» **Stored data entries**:
——————————
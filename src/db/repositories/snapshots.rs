use anyhow::{Context, Result};
use rusqlite::{params, OptionalExtension};

use crate::db::{
    connection::Database,
    helpers::{channels_from_row, location_from_row},
    models::{NewSnapshot, SnapshotRecord},
};
use crate::recorder::SnapshotStore;

const SELECT_COLUMNS: &str = "SELECT
        id,
        time,
        accelerometer,
        orientation,
        gyroscope,
        magnetic_field,
        gravity,
        geomagnetic_rotation,
        rotation_vector,
        computed_orientation,
        latitude,
        longitude,
        altitude,
        gps_accuracy,
        gps_speed,
        gps_speed_accuracy,
        gps_bearing,
        gps_bearing_accuracy
    FROM sensors_data";

fn record_from_row(row: &rusqlite::Row<'_>) -> rusqlite::Result<SnapshotRecord> {
    Ok(SnapshotRecord {
        id: row.get(0)?,
        time: row.get(1)?,
        channels: channels_from_row(row, 2)?,
        location: location_from_row(row, 10)?,
    })
}

impl Database {
    /// Appends one snapshot and returns its id.
    pub async fn insert_snapshot(&self, snapshot: &NewSnapshot) -> Result<i64> {
        let record = snapshot.clone();
        self.execute(move |conn| {
            let channels = &record.channels;
            let location = record.location.as_ref();

            conn.execute(
                "INSERT INTO sensors_data (
                    time,
                    accelerometer,
                    orientation,
                    gyroscope,
                    magnetic_field,
                    gravity,
                    geomagnetic_rotation,
                    rotation_vector,
                    computed_orientation,
                    latitude,
                    longitude,
                    altitude,
                    gps_accuracy,
                    gps_speed,
                    gps_speed_accuracy,
                    gps_bearing,
                    gps_bearing_accuracy
                ) VALUES (?1, ?2, ?3, ?4, ?5, ?6, ?7, ?8, ?9, ?10, ?11, ?12, ?13, ?14, ?15, ?16, ?17)",
                params![
                    record.time,
                    channels.accelerometer,
                    channels.orientation,
                    channels.gyroscope,
                    channels.magnetic_field,
                    channels.gravity,
                    channels.geomagnetic_rotation,
                    channels.rotation_vector,
                    channels.computed_orientation,
                    location.map(|l| l.latitude),
                    location.map(|l| l.longitude),
                    location.map(|l| l.altitude),
                    location.map(|l| l.accuracy),
                    location.map(|l| l.speed),
                    location.map(|l| l.speed_accuracy),
                    location.map(|l| l.bearing),
                    location.map(|l| l.bearing_accuracy),
                ],
            )
            .with_context(|| "failed to insert snapshot")?;

            Ok(conn.last_insert_rowid())
        })
        .await
    }

    pub async fn count_snapshots(&self) -> Result<u64> {
        self.execute(|conn| {
            let count: i64 = conn
                .query_row("SELECT COUNT(*) FROM sensors_data", [], |row| row.get(0))
                .context("failed to count snapshots")?;
            Ok(count.max(0) as u64)
        })
        .await
    }

    /// Snapshots in insertion order, optionally only the first `limit`.
    pub async fn list_snapshots(&self, limit: Option<u64>) -> Result<Vec<SnapshotRecord>> {
        // SQLite treats a negative LIMIT as "no limit".
        let limit = limit.map(|l| i64::try_from(l).unwrap_or(i64::MAX)).unwrap_or(-1);
        self.execute(move |conn| {
            let mut stmt = conn.prepare(&format!("{SELECT_COLUMNS} ORDER BY id ASC LIMIT ?1"))?;
            let rows = stmt.query_map(params![limit], record_from_row)?;

            let mut records = Vec::new();
            for record in rows {
                records.push(record?);
            }
            Ok(records)
        })
        .await
    }

    pub async fn latest_snapshot(&self) -> Result<Option<SnapshotRecord>> {
        self.execute(|conn| {
            let record = conn
                .query_row(
                    &format!("{SELECT_COLUMNS} ORDER BY id DESC LIMIT 1"),
                    [],
                    record_from_row,
                )
                .optional()
                .context("failed to load latest snapshot")?;
            Ok(record)
        })
        .await
    }
}

impl SnapshotStore for Database {
    async fn append(&self, snapshot: NewSnapshot) -> Result<i64> {
        self.insert_snapshot(&snapshot).await
    }
}
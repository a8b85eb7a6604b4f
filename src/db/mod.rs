mod connection;
pub mod helpers;
mod migrations;
pub mod models;
mod repositories;

pub use connection::Database;
pub use models::{ChannelValues, NewSnapshot, SnapshotRecord};
use std::future::Future;

use anyhow::Result;

use crate::db::NewSnapshot;

/// Append-only destination for snapshots.
pub trait SnapshotStore: Clone + Send + Sync + 'static {
    /// Persists one snapshot and returns its assigned id.
    fn append(&self, snapshot: NewSnapshot) -> impl Future<Output = Result<i64>> + Send;
}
——————————
Search the data for the string "NewSnapshot" and say how many lines include it, giving only the number.

6